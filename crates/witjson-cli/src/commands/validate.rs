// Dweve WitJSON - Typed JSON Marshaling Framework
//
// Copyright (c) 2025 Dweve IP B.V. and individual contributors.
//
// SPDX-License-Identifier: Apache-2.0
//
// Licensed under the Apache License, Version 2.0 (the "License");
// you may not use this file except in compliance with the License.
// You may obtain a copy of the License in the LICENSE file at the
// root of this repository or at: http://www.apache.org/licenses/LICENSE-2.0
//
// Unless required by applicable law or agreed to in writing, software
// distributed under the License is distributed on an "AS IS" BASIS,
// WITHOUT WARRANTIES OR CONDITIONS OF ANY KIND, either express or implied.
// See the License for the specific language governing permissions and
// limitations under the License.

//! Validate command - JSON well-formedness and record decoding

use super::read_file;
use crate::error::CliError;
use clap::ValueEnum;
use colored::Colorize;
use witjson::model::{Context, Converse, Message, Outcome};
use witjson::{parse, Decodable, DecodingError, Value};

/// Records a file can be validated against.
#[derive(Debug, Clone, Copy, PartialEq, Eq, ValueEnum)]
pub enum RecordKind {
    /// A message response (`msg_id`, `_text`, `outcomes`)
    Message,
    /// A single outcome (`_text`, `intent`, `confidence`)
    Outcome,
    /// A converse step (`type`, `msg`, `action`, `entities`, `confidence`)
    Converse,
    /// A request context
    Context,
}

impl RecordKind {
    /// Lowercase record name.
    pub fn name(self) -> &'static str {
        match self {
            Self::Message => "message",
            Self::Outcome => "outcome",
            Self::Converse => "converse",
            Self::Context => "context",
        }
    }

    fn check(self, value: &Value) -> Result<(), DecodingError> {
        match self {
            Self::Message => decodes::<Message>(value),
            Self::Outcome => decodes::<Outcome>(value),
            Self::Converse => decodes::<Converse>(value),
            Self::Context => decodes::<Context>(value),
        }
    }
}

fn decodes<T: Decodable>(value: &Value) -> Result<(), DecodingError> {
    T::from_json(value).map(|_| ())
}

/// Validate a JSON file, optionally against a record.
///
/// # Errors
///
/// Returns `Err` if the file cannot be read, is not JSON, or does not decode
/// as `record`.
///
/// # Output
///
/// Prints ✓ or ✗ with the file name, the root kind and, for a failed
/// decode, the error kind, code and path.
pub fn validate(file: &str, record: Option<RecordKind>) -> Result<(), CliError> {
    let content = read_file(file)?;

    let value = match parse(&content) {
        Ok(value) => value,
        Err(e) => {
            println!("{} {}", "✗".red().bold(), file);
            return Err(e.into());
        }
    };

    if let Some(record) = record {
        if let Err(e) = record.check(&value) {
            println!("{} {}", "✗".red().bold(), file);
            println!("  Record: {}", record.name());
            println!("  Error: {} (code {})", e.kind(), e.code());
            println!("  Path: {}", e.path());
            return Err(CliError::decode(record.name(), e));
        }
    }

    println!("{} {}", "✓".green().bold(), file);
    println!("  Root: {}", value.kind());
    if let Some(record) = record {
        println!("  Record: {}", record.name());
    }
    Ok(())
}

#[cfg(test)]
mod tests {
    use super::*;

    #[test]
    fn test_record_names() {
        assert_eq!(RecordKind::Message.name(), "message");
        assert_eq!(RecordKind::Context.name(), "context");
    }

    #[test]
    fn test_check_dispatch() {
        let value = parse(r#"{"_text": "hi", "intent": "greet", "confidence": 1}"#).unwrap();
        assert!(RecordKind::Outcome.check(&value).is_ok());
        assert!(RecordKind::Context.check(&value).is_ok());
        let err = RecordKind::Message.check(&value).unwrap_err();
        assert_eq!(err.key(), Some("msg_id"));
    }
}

====

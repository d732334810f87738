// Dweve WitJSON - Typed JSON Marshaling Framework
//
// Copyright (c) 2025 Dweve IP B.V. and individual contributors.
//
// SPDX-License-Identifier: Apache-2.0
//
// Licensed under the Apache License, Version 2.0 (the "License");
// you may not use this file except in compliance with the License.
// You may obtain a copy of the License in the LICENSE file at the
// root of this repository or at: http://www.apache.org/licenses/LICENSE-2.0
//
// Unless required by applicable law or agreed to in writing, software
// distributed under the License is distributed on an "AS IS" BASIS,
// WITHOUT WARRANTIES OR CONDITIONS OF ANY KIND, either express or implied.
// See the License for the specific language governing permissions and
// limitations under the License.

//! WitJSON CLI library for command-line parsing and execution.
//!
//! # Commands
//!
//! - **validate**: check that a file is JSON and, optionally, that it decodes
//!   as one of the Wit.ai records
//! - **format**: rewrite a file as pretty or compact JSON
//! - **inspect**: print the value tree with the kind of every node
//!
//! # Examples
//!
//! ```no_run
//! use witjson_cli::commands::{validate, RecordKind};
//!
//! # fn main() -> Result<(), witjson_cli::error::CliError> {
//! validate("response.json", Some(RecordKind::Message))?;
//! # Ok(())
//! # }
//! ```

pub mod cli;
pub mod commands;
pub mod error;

====

> _EXERCISE_:
The count, and nothing else: how many lines of the entries contain the word "decodes"?

> _SOLUTION TO THE EXERCISE_:
6